14. There is no reason at all why it should not work - it works now (though there is a cost implication) and all that would be needed was additional storage capacity (thus more cost implication) - but no more complexity so no reason to think it wouldn't work.
So you don't know the first thing about what they're proposing. Quelle surprise.

:facepalm:
 
well HE is telling you how it would work, but it seemed to be thru rose tinted specs so i thought i'd add my bit...
Problem is, the ISPs say it is not technically possible at the moment and may never be technically possible. So when d-b breezes in and says it's no more difficult than what it already done now, you know there's no point listening to a word he says. He hasn't got a clue.
 
Problem is, the ISPs say it is not technically possible at the moment and may never be technically possible. So when d-b breezes in and says it's no more difficult than what it already done now, you know there's no point listening to a word he says. He hasn't got a clue.

he comes out with a lot of pro establishment propaganda, be interesting to know what job he does ???
 
2. It is keeping records of connection / activity (e.g. numbers called, internet sites connected, etc.). Most (but not all) of this is done already as part of service providers billing / admin / technical systems.
My ISP already keeps a record of what sites I visit for 12 months? You sure of that?
7. It will NOT be routinely trawled or analysed.

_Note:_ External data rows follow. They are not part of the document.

//! Working hours CLI library.
//!
//! This crate provides the CLI interface, configuration and event sources
//! around `wh-core`.

mod cli;
pub mod commands;
mod config;
pub mod source;

pub use cli::{Cli, Commands, ReportArgs};
pub use config::{Config, ConfigError};
// Copyright 2024 the rans developers.
//
// Licensed under the Apache License, Version 2.0 <LICENSE-APACHE or
// http://www.apache.org/licenses/LICENSE-2.0> or the MIT license
// <LICENSE-MIT or http://opensource.org/licenses/MIT>, at your
// option. This file may not be copied, modified, or distributed
// except according to those terms.

//! Table-filling DFA minimization.
//!
//! Marks distinguishable state pairs until a fixpoint, merges every state
//! into its smallest equivalent, and renumbers the survivors densely.

use itertools::Itertools;

use crate::dfa::{Dfa, StateIdx, REJECT};

struct Minimizer<'a> {
    dfa: &'a Dfa,
    // Symmetric n*n table; distinguishable[i*n + j] is true once states i
    // and j are known to differ.
    distinguishable: Vec<bool>,
}

pub fn minimize(dfa: &Dfa) -> Dfa {
    let n = dfa.num_states();
    if n < 2 {
        return dfa.clone();
    }

    let mut min = Minimizer {
        dfa,
        distinguishable: vec![false; n * n],
    };
    min.compute_table();
    min.rebuild()
}

impl<'a> Minimizer<'a> {
    fn mark(&mut self, i: StateIdx, j: StateIdx) {
        let n = self.dfa.num_states();
        self.distinguishable[i * n + j] = true;
        self.distinguishable[j * n + i] = true;
    }

    fn marked(&self, i: StateIdx, j: StateIdx) -> bool {
        self.distinguishable[i * self.dfa.num_states() + j]
    }

    /// A pair disagrees on byte `c` if exactly one side rejects, or both
    /// targets exist but are already known to be distinguishable.
    fn disagree(&self, i: StateIdx, j: StateIdx, c: u8) -> bool {
        let n1 = self.dfa.transition(i, c);
        let n2 = self.dfa.transition(j, c);
        if n1 == n2 {
            return false;
        }
        if n1 == REJECT || n2 == REJECT {
            return true;
        }
        self.marked(n1, n2)
    }

    fn compute_table(&mut self) {
        let n = self.dfa.num_states();

        for (i, j) in (0..n).tuple_combinations() {
            if self.dfa.is_accepting(i) != self.dfa.is_accepting(j) {
                self.mark(i, j);
            }
        }

        let mut changed = true;
        while changed {
            changed = false;
            for (i, j) in (0..n).tuple_combinations() {
                if self.marked(i, j) {
                    continue;
                }
                for c in 0..=255u8 {
                    if self.disagree(i, j, c) {
                        self.mark(i, j);
                        changed = true;
                        break;
                    }
                }
            }
        }
    }

    /// Collapses each equivalence class onto its smallest member and
    /// renumbers the survivors in their original order.
    fn rebuild(&self) -> Dfa {
        let n = self.dfa.num_states();

        let mut merge: Vec<Option<StateIdx>> = vec![None; n];
        for (i, j) in (0..n).tuple_combinations() {
            if merge[j].is_none() && !self.marked(i, j) {
                merge[j] = Some(i);
            }
        }

        let mut replace = vec![0; n];
        let mut states = Vec::new();
        for s in 0..n {
            match merge[s] {
                None => {
                    replace[s] = states.len();
                    states.push(self.dfa.states[s].clone());
                }
                // The representative is smaller than s, so its new index
                // is already known.
                Some(rep) => replace[s] = replace[rep],
            }
        }

        for st in &mut states {
            for t in st.transitions.iter_mut() {
                if *t != REJECT {
                    *t = replace[*t];
                }
            }
        }

        Dfa { states }
    }
}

You have guarantees on this? No chance of function creep?

8. Access will be by specific application under the relevant DPA, RIPA or other authorisation process. It will be targeted (i.e. the application will ask for specific data on a specific name, phone number, IP address or whatever).

You have guarantees on this? No chance of function creep?

12. It is extremely valuable evidence (in terms of both it's evidential value and in terms of how it shortcuts other lengthy alternative investigative methods (such as weeks and weeks of convential and / or technical surveillance). It is useful in putting suspects in particular places at particular times and in revealing links with associates, etc.

I take it you've never heard of Tor or the myriad of anonymous browsing methods. Nether has Joe public but you can bet your arse Jonny Jihad has

13. In complex enquiries (and terrorist cases are a very high-profile example, but by no means the only one) it is frequently some weeks or months before a suspect is identified and so a targetted request for the data can be made - at present it is very common for the data to already have been destroyed by the time it's relevance is recognised.

I thought my ISP was already keeping that data?

14. There is no reason at all why it should not work - it works now (though there is a cost implication) and all that would be needed was additional storage capacity (thus more cost implication) - but no more complexity so no reason to think it wouldn't work.

Please tell me how its going to work then. T-Mobile have already said its 'Technically Impossible' but if you know more about it than them pray tell. As I understand it the only way this would work for actually fighting crime would be if you banned encryption
 
he comes out with a lot of pro establishment propaganda, be interesting to know what job he does ???
Ex-copper with a law degree, still working with the cops AFAIK.

He's not a shill, not knowingly anyway. It's just a combination of extreme naivety and extreme arrogance, IMO. A "useful idiot".